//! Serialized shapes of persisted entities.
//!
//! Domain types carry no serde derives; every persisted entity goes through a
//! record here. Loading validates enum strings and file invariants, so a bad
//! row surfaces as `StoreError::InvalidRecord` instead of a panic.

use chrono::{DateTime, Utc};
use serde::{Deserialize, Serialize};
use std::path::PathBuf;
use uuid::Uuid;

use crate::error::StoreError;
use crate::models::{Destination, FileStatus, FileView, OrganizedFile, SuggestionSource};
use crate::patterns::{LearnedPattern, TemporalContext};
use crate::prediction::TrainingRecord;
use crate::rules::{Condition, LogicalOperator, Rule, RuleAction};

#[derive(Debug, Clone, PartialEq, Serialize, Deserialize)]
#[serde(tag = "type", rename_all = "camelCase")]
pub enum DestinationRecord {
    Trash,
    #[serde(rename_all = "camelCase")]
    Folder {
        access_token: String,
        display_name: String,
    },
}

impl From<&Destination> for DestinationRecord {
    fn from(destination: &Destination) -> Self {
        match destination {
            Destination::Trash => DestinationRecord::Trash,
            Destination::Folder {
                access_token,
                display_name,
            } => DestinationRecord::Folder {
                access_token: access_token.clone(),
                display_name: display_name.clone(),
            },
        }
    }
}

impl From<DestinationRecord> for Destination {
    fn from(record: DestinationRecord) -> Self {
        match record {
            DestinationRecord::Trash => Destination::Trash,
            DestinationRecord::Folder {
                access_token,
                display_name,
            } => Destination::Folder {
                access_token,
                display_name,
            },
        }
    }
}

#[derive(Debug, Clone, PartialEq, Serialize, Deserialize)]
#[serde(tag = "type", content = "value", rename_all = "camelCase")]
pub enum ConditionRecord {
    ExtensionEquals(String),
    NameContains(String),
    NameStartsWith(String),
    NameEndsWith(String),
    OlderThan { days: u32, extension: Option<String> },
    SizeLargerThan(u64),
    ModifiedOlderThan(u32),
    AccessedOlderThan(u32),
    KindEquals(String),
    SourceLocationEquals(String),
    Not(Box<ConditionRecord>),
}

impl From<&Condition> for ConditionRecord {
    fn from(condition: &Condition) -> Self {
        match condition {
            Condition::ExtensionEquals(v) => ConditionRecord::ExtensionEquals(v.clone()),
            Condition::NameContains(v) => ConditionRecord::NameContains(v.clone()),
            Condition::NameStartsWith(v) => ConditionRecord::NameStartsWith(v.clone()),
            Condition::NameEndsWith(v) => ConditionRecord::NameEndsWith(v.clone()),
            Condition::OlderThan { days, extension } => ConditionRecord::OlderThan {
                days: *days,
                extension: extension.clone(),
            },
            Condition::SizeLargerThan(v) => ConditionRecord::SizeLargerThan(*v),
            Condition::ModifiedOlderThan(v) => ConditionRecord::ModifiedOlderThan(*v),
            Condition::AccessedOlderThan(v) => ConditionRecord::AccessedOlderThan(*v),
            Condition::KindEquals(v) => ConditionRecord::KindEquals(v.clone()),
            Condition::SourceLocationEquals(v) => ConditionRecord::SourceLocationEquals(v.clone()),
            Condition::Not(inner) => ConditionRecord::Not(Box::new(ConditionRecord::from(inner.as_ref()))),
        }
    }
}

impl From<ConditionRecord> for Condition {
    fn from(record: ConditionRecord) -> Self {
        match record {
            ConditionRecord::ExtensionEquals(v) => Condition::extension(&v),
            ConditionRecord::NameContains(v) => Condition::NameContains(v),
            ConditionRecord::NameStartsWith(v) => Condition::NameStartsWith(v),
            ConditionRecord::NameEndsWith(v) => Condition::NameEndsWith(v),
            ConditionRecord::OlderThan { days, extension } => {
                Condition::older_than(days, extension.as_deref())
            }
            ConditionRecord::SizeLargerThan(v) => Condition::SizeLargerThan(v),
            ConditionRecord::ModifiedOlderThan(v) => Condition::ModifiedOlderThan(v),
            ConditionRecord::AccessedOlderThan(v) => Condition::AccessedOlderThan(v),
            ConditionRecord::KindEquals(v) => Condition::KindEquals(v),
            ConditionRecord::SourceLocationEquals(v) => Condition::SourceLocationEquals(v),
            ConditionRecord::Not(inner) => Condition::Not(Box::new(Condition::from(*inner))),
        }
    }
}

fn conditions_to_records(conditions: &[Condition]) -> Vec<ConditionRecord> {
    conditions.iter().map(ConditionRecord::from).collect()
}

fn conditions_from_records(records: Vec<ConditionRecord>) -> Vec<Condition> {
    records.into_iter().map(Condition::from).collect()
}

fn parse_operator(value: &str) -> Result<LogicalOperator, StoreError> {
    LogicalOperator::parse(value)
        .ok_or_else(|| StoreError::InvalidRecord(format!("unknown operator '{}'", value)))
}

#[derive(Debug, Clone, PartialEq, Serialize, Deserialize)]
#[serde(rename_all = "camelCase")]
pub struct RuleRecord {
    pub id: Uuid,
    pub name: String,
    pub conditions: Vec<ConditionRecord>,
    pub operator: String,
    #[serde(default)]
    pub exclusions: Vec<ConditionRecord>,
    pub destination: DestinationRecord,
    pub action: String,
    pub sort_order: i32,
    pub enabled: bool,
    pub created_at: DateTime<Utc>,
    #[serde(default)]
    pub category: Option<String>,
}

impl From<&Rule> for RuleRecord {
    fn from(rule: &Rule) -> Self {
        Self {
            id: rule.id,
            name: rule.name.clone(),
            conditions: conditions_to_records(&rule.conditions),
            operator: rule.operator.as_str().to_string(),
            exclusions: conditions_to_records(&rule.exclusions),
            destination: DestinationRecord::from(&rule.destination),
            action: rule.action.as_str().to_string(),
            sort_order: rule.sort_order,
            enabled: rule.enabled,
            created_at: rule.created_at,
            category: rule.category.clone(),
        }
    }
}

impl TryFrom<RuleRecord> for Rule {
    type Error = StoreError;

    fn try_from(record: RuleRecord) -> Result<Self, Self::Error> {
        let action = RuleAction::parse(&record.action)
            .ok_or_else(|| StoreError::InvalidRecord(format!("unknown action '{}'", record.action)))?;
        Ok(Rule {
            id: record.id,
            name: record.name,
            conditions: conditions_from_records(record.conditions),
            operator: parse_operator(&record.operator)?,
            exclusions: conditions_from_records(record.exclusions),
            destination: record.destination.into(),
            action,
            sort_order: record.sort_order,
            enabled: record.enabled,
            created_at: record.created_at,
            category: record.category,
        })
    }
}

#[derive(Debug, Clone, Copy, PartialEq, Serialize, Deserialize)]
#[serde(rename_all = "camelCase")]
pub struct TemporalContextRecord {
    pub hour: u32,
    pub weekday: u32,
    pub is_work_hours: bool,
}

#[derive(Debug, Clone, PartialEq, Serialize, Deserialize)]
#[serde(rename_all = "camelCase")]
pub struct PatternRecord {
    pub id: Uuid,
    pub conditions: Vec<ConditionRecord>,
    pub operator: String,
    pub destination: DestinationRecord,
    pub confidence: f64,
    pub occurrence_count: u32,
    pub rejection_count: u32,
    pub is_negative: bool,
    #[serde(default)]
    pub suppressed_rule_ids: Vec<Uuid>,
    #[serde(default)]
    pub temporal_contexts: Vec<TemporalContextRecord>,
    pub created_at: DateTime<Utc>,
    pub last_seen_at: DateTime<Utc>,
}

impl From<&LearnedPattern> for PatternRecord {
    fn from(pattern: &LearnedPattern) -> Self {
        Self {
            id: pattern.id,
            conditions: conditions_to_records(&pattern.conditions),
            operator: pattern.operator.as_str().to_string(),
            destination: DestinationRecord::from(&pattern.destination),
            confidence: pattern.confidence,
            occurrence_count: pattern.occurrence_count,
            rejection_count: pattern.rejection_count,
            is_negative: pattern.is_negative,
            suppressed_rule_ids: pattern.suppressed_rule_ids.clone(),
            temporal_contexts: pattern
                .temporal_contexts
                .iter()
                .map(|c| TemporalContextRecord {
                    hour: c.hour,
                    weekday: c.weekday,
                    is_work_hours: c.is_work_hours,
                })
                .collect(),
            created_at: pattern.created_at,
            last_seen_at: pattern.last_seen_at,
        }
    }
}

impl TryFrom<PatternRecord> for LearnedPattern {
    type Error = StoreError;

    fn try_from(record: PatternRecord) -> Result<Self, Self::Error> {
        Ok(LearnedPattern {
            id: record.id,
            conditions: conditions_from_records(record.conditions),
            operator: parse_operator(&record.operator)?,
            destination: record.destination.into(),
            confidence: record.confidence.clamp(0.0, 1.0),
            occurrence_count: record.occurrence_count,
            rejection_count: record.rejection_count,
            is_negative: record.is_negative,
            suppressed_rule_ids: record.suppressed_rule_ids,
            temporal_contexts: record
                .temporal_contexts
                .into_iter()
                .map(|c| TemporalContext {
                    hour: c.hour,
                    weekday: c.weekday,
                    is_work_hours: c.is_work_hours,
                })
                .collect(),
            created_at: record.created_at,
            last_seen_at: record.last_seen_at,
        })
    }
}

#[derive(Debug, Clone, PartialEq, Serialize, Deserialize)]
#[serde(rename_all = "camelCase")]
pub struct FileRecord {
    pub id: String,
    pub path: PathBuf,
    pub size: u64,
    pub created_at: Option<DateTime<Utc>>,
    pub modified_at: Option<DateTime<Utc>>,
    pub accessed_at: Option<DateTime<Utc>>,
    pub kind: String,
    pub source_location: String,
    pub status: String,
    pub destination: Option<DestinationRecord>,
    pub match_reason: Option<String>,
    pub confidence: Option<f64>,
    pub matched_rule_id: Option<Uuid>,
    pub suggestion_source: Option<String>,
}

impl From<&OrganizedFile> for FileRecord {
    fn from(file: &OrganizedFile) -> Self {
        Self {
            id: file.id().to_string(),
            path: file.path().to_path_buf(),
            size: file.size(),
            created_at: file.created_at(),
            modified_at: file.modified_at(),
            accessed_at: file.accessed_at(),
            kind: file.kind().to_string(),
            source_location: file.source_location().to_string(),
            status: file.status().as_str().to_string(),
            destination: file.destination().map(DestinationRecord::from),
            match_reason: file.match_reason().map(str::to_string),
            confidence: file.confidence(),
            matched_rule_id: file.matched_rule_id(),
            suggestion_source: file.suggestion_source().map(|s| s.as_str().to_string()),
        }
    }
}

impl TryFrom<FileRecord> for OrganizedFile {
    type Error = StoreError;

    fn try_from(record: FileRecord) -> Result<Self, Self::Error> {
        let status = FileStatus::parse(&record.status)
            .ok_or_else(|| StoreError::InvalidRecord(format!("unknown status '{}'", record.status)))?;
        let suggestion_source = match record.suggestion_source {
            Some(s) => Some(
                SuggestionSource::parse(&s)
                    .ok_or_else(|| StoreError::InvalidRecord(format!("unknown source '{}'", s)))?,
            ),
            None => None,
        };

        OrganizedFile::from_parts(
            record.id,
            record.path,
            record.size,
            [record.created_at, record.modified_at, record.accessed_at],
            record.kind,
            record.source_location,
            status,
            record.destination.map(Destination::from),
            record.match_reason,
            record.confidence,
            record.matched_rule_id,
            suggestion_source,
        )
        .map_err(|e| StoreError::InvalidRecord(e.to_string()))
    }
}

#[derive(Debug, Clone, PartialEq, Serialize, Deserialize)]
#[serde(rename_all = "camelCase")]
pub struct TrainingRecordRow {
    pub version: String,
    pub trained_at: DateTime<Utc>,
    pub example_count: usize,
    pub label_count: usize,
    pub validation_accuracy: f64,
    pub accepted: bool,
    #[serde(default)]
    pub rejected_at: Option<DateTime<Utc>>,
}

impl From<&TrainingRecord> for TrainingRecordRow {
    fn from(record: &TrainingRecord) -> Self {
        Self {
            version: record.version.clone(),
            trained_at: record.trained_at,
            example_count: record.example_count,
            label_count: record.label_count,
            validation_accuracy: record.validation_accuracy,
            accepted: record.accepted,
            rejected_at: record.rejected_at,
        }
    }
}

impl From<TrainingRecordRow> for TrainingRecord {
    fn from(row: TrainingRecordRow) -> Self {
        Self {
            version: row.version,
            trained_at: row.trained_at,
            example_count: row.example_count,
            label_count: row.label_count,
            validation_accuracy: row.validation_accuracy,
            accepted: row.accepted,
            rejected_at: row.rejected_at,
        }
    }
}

> [DIRECTIONS FOR THIS TASK] Write out the listing exactly from its first line to the line containing "of a panic.". Both of those lines belong in the answer.

> [TASK OUTPUT]
//! Serialized shapes of persisted entities.
//!
//! Domain types carry no serde derives; every persisted entity goes through a
//! record here. Loading validates enum strings and file invariants, so a bad
//! row surfaces as `StoreError::InvalidRecord` instead of a panic.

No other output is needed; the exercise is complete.